Data provided: Begin
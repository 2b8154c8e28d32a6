// Activation modules — element-wise nonlinearities as Modules
//
// Thin wrappers around the tensor-level functions so activations can sit in
// a Sequential between Linear layers:
//
//   Sequential::new()
//       .add(Linear::new(2, 64, true, DType::F32, &dev)?)
//       .add(LeakyReLU::with_slope(0.2))
//       .add(Linear::new(64, 1, true, DType::F32, &dev)?)
//
// All of them are built from differentiable ops, so a gradient taken through
// them can be differentiated again.

use wgan_core::backend::Backend;
use wgan_core::error::Result;
use wgan_core::tensor::Tensor;

use crate::module::Module;

/// ReLU activation: max(0, x)
#[derive(Debug, Clone, Copy, Default)]
pub struct ReLU;

impl<B: Backend> Module<B> for ReLU {
    fn forward(&self, x: &Tensor<B>) -> Result<Tensor<B>> {
        x.relu()
    }
    fn parameters(&self) -> Vec<Tensor<B>> {
        vec![]
    }
}

/// LeakyReLU activation: x if x >= 0, negative_slope * x otherwise.
///
/// Default negative_slope = 0.01. Critics usually want 0.2.
#[derive(Debug, Clone, Copy)]
pub struct LeakyReLU {
    negative_slope: f64,
}

impl LeakyReLU {
    pub fn new() -> Self {
        LeakyReLU {
            negative_slope: 0.01,
        }
    }

    pub fn with_slope(negative_slope: f64) -> Self {
        LeakyReLU { negative_slope }
    }

    pub fn negative_slope(&self) -> f64 {
        self.negative_slope
    }
}

impl Default for LeakyReLU {
    fn default() -> Self {
        Self::new()
    }
}

impl<B: Backend> Module<B> for LeakyReLU {
    fn forward(&self, x: &Tensor<B>) -> Result<Tensor<B>> {
        let zeros = Tensor::<B>::zeros_like(x)?;
        let mask = x.ge(&zeros)?;
        let scaled = x.affine(self.negative_slope, 0.0)?;
        Tensor::<B>::where_cond(&mask, x, &scaled)
    }
    fn parameters(&self) -> Vec<Tensor<B>> {
        vec![]
    }
}

/// Sigmoid activation: 1 / (1 + e^(-x))
#[derive(Debug, Clone, Copy, Default)]
pub struct Sigmoid;

impl<B: Backend> Module<B> for Sigmoid {
    fn forward(&self, x: &Tensor<B>) -> Result<Tensor<B>> {
        x.sigmoid()
    }
    fn parameters(&self) -> Vec<Tensor<B>> {
        vec![]
    }
}

/// Tanh activation
#[derive(Debug, Clone, Copy, Default)]
pub struct Tanh;

impl<B: Backend> Module<B> for Tanh {
    fn forward(&self, x: &Tensor<B>) -> Result<Tensor<B>> {
        x.tanh()
    }
    fn parameters(&self) -> Vec<Tensor<B>> {
        vec![]
    }
}

/// Activation choice for builders such as [`crate::mlp`].
#[derive(Debug, Clone, Copy, PartialEq)]
pub enum Activation {
    Relu,
    LeakyRelu(f64),
    Sigmoid,
    Tanh,
}

impl Activation {
    /// Boxed module for this activation.
    pub fn module<B: Backend>(self) -> Box<dyn Module<B>> {
        match self {
            Activation::Relu => Box::new(ReLU),
            Activation::LeakyRelu(slope) => Box::new(LeakyReLU::with_slope(slope)),
            Activation::Sigmoid => Box::new(Sigmoid),
            Activation::Tanh => Box::new(Tanh),
        }
    }
}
Data provided: End
Once the line containing "use wgan_core::tensor::Tensor;" has been retyped, stop. Begin at the first line of the material and reproduce every line up to it exactly.

- _Completed task_
repository 2b8154c8e28d32a6
// Activation modules — element-wise nonlinearities as Modules
//
// Thin wrappers around the tensor-level functions so activations can sit in
// a Sequential between Linear layers:
//
//   Sequential::new()
//       .add(Linear::new(2, 64, true, DType::F32, &dev)?)
//       .add(LeakyReLU::with_slope(0.2))
//       .add(Linear::new(64, 1, true, DType::F32, &dev)?)
//
// All of them are built from differentiable ops, so a gradient taken through
// them can be differentiated again.

use wgan_core::backend::Backend;
use wgan_core::error::Result;
use wgan_core::tensor::Tensor;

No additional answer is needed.